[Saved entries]
==*==

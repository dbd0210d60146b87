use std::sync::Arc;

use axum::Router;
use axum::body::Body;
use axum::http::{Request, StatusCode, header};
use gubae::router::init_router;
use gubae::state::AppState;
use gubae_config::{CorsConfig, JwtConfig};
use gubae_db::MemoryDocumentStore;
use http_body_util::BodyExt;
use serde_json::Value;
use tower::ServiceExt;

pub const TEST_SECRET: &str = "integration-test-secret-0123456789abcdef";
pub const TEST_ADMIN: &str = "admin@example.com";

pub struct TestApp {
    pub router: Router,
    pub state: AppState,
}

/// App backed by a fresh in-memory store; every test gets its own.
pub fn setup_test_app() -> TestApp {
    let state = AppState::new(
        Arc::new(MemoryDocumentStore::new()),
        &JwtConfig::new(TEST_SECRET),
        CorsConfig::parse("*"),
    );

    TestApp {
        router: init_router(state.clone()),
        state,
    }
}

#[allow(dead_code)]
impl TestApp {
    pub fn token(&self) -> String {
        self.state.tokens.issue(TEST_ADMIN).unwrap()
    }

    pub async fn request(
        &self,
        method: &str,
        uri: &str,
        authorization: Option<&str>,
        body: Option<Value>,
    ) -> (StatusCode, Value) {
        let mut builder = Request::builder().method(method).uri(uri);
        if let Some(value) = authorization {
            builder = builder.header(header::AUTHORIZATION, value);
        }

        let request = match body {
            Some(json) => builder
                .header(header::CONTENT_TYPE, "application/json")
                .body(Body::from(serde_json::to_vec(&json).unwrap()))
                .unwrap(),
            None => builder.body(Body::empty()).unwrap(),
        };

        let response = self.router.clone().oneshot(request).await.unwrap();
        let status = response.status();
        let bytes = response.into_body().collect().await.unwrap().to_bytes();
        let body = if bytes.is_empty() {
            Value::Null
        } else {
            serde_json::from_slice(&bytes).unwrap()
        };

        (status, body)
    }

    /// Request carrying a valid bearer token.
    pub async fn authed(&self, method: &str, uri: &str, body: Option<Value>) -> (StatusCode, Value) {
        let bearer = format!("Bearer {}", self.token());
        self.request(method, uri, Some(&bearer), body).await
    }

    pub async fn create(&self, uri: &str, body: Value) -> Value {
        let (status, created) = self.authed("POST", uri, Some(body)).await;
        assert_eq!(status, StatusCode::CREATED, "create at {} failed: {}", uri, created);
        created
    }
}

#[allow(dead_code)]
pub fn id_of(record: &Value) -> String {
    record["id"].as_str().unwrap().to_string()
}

==*==

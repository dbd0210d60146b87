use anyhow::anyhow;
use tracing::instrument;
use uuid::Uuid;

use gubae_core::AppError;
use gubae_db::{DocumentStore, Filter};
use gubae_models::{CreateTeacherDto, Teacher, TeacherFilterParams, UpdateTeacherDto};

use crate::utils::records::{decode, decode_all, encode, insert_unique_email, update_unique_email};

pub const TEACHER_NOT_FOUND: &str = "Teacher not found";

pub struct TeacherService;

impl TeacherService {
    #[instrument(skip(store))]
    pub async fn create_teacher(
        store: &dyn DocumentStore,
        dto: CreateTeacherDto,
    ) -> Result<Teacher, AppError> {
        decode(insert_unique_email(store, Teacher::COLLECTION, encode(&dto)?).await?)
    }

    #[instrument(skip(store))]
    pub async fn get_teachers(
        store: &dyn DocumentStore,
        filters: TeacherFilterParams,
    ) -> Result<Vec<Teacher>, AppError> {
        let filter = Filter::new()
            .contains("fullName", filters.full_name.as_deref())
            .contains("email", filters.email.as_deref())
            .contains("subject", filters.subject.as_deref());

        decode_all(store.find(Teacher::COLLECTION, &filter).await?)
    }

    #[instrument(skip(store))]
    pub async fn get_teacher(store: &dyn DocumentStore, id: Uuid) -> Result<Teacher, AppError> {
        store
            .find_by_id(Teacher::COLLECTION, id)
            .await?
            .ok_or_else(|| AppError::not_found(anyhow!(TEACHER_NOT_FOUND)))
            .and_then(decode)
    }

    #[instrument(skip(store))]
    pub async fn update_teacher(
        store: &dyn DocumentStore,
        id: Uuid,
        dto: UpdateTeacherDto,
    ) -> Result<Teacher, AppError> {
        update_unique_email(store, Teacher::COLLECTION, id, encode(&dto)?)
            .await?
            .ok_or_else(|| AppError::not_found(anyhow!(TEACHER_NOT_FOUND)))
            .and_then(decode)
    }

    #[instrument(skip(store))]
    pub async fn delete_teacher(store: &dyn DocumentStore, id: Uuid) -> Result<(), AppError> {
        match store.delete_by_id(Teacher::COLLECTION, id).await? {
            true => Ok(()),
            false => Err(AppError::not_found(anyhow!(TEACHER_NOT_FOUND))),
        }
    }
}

==*==

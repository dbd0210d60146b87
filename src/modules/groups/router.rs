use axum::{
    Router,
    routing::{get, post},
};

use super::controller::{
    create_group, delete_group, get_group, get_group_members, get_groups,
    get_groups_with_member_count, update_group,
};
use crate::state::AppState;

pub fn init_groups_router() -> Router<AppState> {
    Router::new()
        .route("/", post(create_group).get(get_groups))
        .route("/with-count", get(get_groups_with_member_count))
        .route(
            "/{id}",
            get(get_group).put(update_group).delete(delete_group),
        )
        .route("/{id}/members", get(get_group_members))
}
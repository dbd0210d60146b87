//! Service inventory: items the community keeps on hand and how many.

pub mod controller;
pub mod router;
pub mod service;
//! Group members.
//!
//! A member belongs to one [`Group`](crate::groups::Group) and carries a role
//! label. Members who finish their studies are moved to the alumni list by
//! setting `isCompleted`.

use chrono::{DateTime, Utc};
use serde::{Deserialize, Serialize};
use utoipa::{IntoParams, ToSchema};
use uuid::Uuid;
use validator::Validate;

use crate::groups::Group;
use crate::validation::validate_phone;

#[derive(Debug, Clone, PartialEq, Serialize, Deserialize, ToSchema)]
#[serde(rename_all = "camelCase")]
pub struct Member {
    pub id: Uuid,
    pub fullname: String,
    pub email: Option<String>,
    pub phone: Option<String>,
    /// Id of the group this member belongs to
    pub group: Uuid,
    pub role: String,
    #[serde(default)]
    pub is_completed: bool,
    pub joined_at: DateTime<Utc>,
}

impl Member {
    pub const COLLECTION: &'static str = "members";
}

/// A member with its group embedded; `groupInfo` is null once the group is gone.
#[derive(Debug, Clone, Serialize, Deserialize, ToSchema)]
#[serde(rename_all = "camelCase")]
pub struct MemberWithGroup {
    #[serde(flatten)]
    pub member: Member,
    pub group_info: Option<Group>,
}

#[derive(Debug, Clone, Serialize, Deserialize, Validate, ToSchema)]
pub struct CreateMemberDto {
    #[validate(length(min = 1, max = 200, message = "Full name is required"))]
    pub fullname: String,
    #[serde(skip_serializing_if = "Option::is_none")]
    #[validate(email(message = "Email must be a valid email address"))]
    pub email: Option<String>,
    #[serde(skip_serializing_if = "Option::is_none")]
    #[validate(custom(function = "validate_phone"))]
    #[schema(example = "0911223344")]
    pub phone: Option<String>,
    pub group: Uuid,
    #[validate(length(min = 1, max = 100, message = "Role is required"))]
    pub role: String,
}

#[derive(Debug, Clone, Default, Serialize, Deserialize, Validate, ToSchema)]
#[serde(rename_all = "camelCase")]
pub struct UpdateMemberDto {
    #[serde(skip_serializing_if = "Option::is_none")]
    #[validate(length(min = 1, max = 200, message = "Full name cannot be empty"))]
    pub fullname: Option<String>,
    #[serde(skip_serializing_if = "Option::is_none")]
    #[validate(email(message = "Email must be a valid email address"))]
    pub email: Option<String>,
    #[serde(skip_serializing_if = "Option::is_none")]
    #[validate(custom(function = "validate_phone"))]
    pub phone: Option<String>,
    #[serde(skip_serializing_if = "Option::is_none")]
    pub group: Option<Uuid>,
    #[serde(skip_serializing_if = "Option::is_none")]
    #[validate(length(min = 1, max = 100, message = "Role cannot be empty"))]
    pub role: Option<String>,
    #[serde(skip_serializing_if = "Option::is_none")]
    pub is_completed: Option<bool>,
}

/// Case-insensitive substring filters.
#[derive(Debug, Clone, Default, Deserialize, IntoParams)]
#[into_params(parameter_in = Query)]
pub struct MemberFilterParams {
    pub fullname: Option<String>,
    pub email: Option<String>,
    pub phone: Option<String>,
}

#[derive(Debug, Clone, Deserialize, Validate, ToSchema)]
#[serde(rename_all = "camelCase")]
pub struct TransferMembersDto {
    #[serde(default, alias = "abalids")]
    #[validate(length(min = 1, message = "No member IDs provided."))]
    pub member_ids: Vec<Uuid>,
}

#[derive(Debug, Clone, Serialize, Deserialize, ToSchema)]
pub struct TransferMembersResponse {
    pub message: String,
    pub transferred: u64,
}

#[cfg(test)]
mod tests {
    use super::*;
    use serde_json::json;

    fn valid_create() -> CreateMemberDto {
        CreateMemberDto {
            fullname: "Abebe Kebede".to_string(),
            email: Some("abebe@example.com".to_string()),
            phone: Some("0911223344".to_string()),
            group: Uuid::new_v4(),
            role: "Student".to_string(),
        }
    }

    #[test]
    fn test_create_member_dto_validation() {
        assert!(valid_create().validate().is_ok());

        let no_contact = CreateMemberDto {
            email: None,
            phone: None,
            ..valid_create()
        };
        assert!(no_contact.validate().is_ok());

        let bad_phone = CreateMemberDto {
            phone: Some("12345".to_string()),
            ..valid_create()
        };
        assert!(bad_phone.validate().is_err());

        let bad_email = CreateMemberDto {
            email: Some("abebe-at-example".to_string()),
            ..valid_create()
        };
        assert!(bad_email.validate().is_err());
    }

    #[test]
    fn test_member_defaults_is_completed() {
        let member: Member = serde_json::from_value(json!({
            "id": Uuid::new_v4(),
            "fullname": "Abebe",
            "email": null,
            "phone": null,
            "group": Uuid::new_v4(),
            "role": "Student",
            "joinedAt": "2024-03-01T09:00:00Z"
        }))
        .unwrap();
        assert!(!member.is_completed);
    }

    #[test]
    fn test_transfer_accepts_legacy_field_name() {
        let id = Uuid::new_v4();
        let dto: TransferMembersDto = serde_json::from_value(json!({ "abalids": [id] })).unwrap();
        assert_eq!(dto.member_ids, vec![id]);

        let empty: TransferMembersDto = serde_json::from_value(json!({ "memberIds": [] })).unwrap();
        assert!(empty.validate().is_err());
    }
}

==*==

Task statement
Search the data for the string "belongs" and copy every line where it appears.

Finished exercise
//! A member belongs to one [`Group`](crate::groups::Group) and carries a role
    /// Id of the group this member belongs to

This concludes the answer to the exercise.